We know that the economy has messed with a lot of people's heads as well as their finances. I just didn't think it also applied to those that never received a pink slip. I call it Economic Ironic.

Tuesday, June 14, 2011

Conan the Inspiration

"Your perceived failure can become a catalyst for profound reinvention." 

Never has this been more true than for the unemployed. Getting laid off is demoralizing and while not necessarily one person's failure, it is quite common for the laid off to feel like they failed. I certainly did. The difference is what you do with it. If you're FUNemployed, you try new things, get yourself out there, follow your heart and in the end, just may reinvent yourself. I never would've thought that I'd write a book but that's certainly what I just did.

This quote is from the Dartmouth commencement speech delivered by Conan O'Brien. Funny for the first 15 minutes, at minute 16 until the end, he speaks of his public firing, his beard and his reinvention. Granted he is still a talk show host and comedian, but during his unemployment he joined twitter, did a comedy tour and played guitar. He could be a "FUNemployed: Finding the Upside in the Downturn" case study.

Watch the YouTube video because I can't do it justice. You'll laugh, you'll be inspired and just may try something new today. All hail CoCo!

Monday, June 13, 2011

High on Yoga

Given my love for anything free AND yoga, I was excited to take a free class at a new studio in Hollywood. It was also in walking distance so I would save on gas. I thought I had hit the FUNemployed jackpot.

On my way there, I had to look carefully for the sign which was not easy as I passed a house full of trash and shady characters who looked like they traded in illegal substances. I quickly passed and realized that my destination was right next door. Ruh roh.
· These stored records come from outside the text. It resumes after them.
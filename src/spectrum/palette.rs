/// An opaque 8-bit RGB color.
#[derive(Debug, Clone, Copy, PartialEq, Eq, Hash)]
pub struct Rgb {
    pub r: u8,
    pub g: u8,
    pub b: u8,
}

impl Rgb {
    pub const fn new(r: u8, g: u8, b: u8) -> Self {
        Self { r, g, b }
    }

    /// Composite `self` at `alpha`/255 opacity over `background`.
    pub fn blend_over(self, background: Rgb, alpha: u8) -> Rgb {
        let mix = |fg: u8, bg: u8| -> u8 {
            let a = u32::from(alpha);
            ((u32::from(fg) * a + u32::from(bg) * (255 - a) + 127) / 255) as u8
        };
        Rgb::new(mix(self.r, background.r), mix(self.g, background.g), mix(self.b, background.b))
    }
}

pub const BACKGROUND: Rgb = Rgb::new(0, 0, 0);
pub const FOREGROUND: Rgb = Rgb::new(255, 255, 255);

/// Opacity of the fill drawn under the selected network.
pub const FILL_ALPHA: u8 = 80;

/// Contrasting colors assigned to networks by rank, cycling after the last.
pub const NETWORK_PALETTE: [Rgb; 30] = [
    Rgb::new(255, 0, 0),     // red
    Rgb::new(0, 255, 0),     // green
    Rgb::new(255, 165, 0),   // orange
    Rgb::new(255, 0, 255),   // purple
    Rgb::new(0, 255, 255),   // cyan
    Rgb::new(255, 255, 0),   // yellow
    Rgb::new(255, 20, 147),  // pink
    Rgb::new(0, 191, 255),   // blue
    Rgb::new(50, 205, 50),   // lime
    Rgb::new(220, 20, 60),   // crimson
    Rgb::new(128, 0, 128),   // violet
    Rgb::new(255, 140, 0),   // dark orange
    Rgb::new(32, 178, 170),  // light sea green
    Rgb::new(255, 69, 0),    // red-orange
    Rgb::new(138, 43, 226),  // blue-violet
    Rgb::new(0, 128, 0),     // dark green
    Rgb::new(255, 105, 180), // hot pink
    Rgb::new(30, 144, 255),  // dodger blue
    Rgb::new(255, 215, 0),   // gold
    Rgb::new(128, 128, 0),   // olive
    Rgb::new(255, 0, 127),   // rose
    Rgb::new(0, 255, 127),   // spring green
    Rgb::new(255, 127, 80),  // coral
    Rgb::new(148, 0, 211),   // dark violet
    Rgb::new(0, 206, 209),   // dark turquoise
    Rgb::new(255, 192, 203), // light pink
    Rgb::new(154, 205, 50),  // yellow green
    Rgb::new(255, 99, 71),   // tomato
    Rgb::new(72, 61, 139),   // dark slate blue
    Rgb::new(255, 228, 181), // moccasin
];

pub fn network_color(rank: usize) -> Rgb {
    NETWORK_PALETTE[rank % NETWORK_PALETTE.len()]
}

#[cfg(test)]
mod tests {
    use super::*;

    #[test]
    fn test_network_color_cycles() {
        assert_eq!(network_color(0), Rgb::new(255, 0, 0));
        assert_eq!(network_color(29), Rgb::new(255, 228, 181));
        assert_eq!(network_color(30), network_color(0));
        assert_eq!(network_color(61), network_color(1));
    }

    #[test]
    fn test_blend_over() {
        let red = Rgb::new(255, 0, 0);
        assert_eq!(red.blend_over(BACKGROUND, 255), red);
        assert_eq!(red.blend_over(BACKGROUND, 0), BACKGROUND);
        assert_eq!(red.blend_over(BACKGROUND, FILL_ALPHA), Rgb::new(80, 0, 0));
    }
}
I climbed some stairs, oblivious to the store below. I went in and it was not your typical yoga studio. A guy with a lot of weird face piercings was washing something in the sink...which doubled as the front desk. I wanted to leave but figured that I hauled my yoga mat for 10 blocks so I might as well get my yoga on.

The class was very slow and remedial. Ok, it was free so I really shouldn't complain. They turned the heat up and it started to smell like weed. Since I'm living substance free, this was not a reason for joy. And then I thought, oh god, is this above a weed dispensary? WHO OPENS AN EXERCISE STUDIO ABOVE A WEED STORE? Dudes with lots of piercings. High-ons who want to be in shape. Those who want to kill time in between drug deals. People who live in trash houses.
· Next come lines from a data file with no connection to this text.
//! Periodic re-scan scheduling.
//!
//! [`ScanScheduler`] is a plain state machine driven by the control loop: it
//! never spawns anything itself. The loop calls [`ScanScheduler::poll`] on
//! every tick and dispatches whatever ticket it gets back, then feeds the
//! completion into [`ScanScheduler::finish`] to learn whether the result may
//! be applied.

use crate::scanner::NetworkRecord;
use std::fmt;
use std::time::{Duration, Instant};

/// Fixed re-scan period.
pub const SCAN_PERIOD: Duration = Duration::from_secs(5);

#[derive(Debug, Clone, Copy, PartialEq, Eq)]
pub enum ScanState {
    /// Scanning has never been started.
    Idle,
    /// Enabled, waiting for the next tick.
    ScanScheduled,
    /// Enabled, one scan outstanding.
    ScanInFlight,
    /// Stopped by the user.
    Disabled,
}

impl fmt::Display for ScanState {
    fn fmt(&self, f: &mut fmt::Formatter<'_>) -> fmt::Result {
        match self {
            ScanState::Idle => write!(f, "Idle"),
            ScanState::ScanScheduled => write!(f, "Scheduled"),
            ScanState::ScanInFlight => write!(f, "Scanning"),
            ScanState::Disabled => write!(f, "Stopped"),
        }
    }
}

/// Identifies one dispatched scan. `epoch` changes whenever scanning is
/// started, stopped or pointed at another adapter, which is how stale
/// completions are recognized.
#[derive(Debug, Clone, PartialEq, Eq)]
pub struct ScanTicket {
    pub epoch: u64,
    pub adapter: String,
}

#[derive(Debug, Clone, Copy, PartialEq, Eq)]
pub enum Disposition {
    Apply,
    Discard,
}

#[derive(Debug)]
pub struct ScanScheduler {
    period: Duration,
    enabled: bool,
    started: bool,
    epoch: u64,
    adapter: Option<String>,
    next_tick: Option<Instant>,
    outstanding: Option<ScanTicket>,
}

impl Default for ScanScheduler {
    fn default() -> Self {
        Self::new(SCAN_PERIOD)
    }
}

impl ScanScheduler {
    pub fn new(period: Duration) -> Self {
        Self {
            period,
            enabled: false,
            started: false,
            epoch: 0,
            adapter: None,
            next_tick: None,
            outstanding: None,
        }
    }

    pub fn state(&self) -> ScanState {
        match (self.enabled, self.outstanding.is_some()) {
            (true, true) => ScanState::ScanInFlight,
            (true, false) => ScanState::ScanScheduled,
            (false, _) if self.started => ScanState::Disabled,
            (false, _) => ScanState::Idle,
        }
    }

    pub fn is_enabled(&self) -> bool {
        self.enabled
    }

    pub fn adapter(&self) -> Option<&str> {
        self.adapter.as_deref()
    }

    /// Time left until the next tick, while enabled.
    pub fn time_until_tick(&self, now: Instant) -> Option<Duration> {
        self.next_tick
            .filter(|_| self.enabled)
            .map(|tick| tick.saturating_duration_since(now))
    }

    /// Start scanning `adapter`: arm the periodic tick and try an immediate
    /// scan. Returns the ticket to dispatch, unless a scan from an earlier
    /// run is still outstanding.
    pub fn enable(&mut self, adapter: String, now: Instant) -> Option<ScanTicket> {
        self.enabled = true;
        self.started = true;
        self.epoch += 1;
        self.adapter = Some(adapter);
        self.next_tick = Some(now + self.period);
        self.launch()
    }

    /// Stop scanning. An outstanding scan keeps running; its completion will
    /// be discarded.
    pub fn disable(&mut self) {
        if self.enabled {
            self.epoch += 1;
        }
        self.enabled = false;
        self.started = true;
        self.next_tick = None;
    }

    /// Point an enabled scheduler at another adapter without resetting the
    /// tick. Results still in flight for the old adapter become stale.
    pub fn retarget(&mut self, adapter: String) {
        if self.adapter.as_deref() == Some(adapter.as_str()) {
            return;
        }
        self.epoch += 1;
        self.adapter = Some(adapter);
    }

    /// Advance the fixed-rate tick. Returns a ticket when a tick fired and no
    /// scan is outstanding; a tick that lands on an in-flight scan is skipped.
    pub fn poll(&mut self, now: Instant) -> Option<ScanTicket> {
        if !self.enabled {
            return None;
        }
        let tick = self.next_tick?;
        if now < tick {
            return None;
        }

        // Skip over ticks missed while the loop was busy rather than firing a
        // burst of them.
        let mut next = tick + self.period;
        while next <= now {
            next += self.period;
        }
        self.next_tick = Some(next);

        if self.outstanding.is_some() {
            tracing::debug!("scan still in flight, skipping tick");
            return None;
        }
        self.launch()
    }

    /// Record that the scan for `ticket` has finished, successfully or not,
    /// and decide whether its result is still wanted.
    pub fn finish(&mut self, ticket: &ScanTicket) -> Disposition {
        if self.outstanding.as_ref() == Some(ticket) {
            self.outstanding = None;
        }

        let current = self.enabled
            && ticket.epoch == self.epoch
            && self.adapter.as_deref() == Some(ticket.adapter.as_str());

        if current {
            Disposition::Apply
        } else {
            tracing::debug!(epoch = ticket.epoch, adapter = %ticket.adapter, "discarding stale scan result");
            Disposition::Discard
        }
    }

    fn launch(&mut self) -> Option<ScanTicket> {
        if self.outstanding.is_some() {
            return None;
        }
        let ticket = ScanTicket {
            epoch: self.epoch,
            adapter: self.adapter.clone()?,
        };
        self.outstanding = Some(ticket.clone());
        Some(ticket)
    }
}

/// Stable sort by signal, strongest first. Equal signals keep scan order.
pub fn sort_by_signal(records: &mut [NetworkRecord]) {
    records.sort_by(|a, b| b.signal_dbm.cmp(&a.signal_dbm));
}

/// Records at or above `threshold_dbm`, order preserved.
pub fn filter_by_threshold(records: &[NetworkRecord], threshold_dbm: i32) -> Vec<NetworkRecord> {
    records
        .iter()
        .filter(|r| r.signal_dbm >= threshold_dbm)
        .cloned()
        .collect()
}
Oh the life of the FUNemployed...chasing every free deal like a stoner chasing a blunt. Sometimes you get what you pay for.

Thursday, June 9, 2011

You, The Reader

I'm beginning to think about creating a video about the book in which I talk about the process of writing it, some of the challenges and of course the triumphs. As readers of this blog (and hopefully) the book, what would you like to know? Submit questions or topics in the comments section. After all, this is all for you!

Monday, June 6, 2011


I've quickly learned that writing an ebook, distributing it to major e-retailers and posting it on Facebook does not guarantee immediate sales. So, I've put on my Fedora and tucked in a white index card with the word "PRESS" written in shaky black Sharpie. Looking like a pro is the first step.

Next step, Google "How to write a press release." Ok, now that's that I've read how to do it, I need to write it. But before I do, let's figure out who to send it to and get some email addresses collected. Let's email some friends to see if they have any contacts. Ok, back to the release.
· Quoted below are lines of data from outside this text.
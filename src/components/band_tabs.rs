use crate::app::App;
use crate::components::Component;
use crate::session::TabSet;
use crate::theme::Theme;
use ratatui::layout::{Constraint, Direction, Layout, Rect};
use ratatui::text::{Line, Span};
use ratatui::widgets::{Paragraph, Tabs};
use ratatui::Frame;

/// Header line: one tab per band on the left, the device selector on the
/// right.
pub struct BandTabs;

impl Component for BandTabs {
    fn render(&self, frame: &mut Frame, area: Rect, app: &App) {
        let session = &app.session;
        let device = match session.pending_adapter() {
            Some(pending) => format!("{pending} (querying)"),
            None => session.adapter().unwrap_or("(none)").to_string(),
        };
        let device_line = Line::from(vec![
            Span::styled("Device: ", Theme::help_style()),
            Span::styled(device, Theme::title_style()),
            Span::styled(" [d] ", Theme::help_style()),
        ]);

        let chunks = Layout::default()
            .direction(Direction::Horizontal)
            .constraints([
                Constraint::Min(10),
                Constraint::Length(device_line.width() as u16),
            ])
            .split(area);

        let tab_style = match session.tabs() {
            TabSet::Unavailable => Theme::error_style(),
            _ => Theme::active_tab_style(),
        };

        let tabs = Tabs::new(session.tabs().titles())
            .select(session.current_tab())
            .style(Theme::border_style())
            .highlight_style(tab_style)
            .divider(Span::styled("|", Theme::help_style()));

        frame.render_widget(tabs, chunks[0]);
        frame.render_widget(Paragraph::new(device_line), chunks[1]);
    }
}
In short, that was last week. Looking like a pro, begging for help, googling, drafting.

This week, it's going to happen. Get the release out, pitch some people and get the buzz going. You know, be an imPRESSario. Then next week I can move on to a new career: laser hair removal (may need training for that though), kung fu master (my neighbors yell "HA" a lot with accompanying scuffles so i'm depending on osmosis) or TV critic (I watch a lot and am never short on opinions.) I'm also open to suggestions!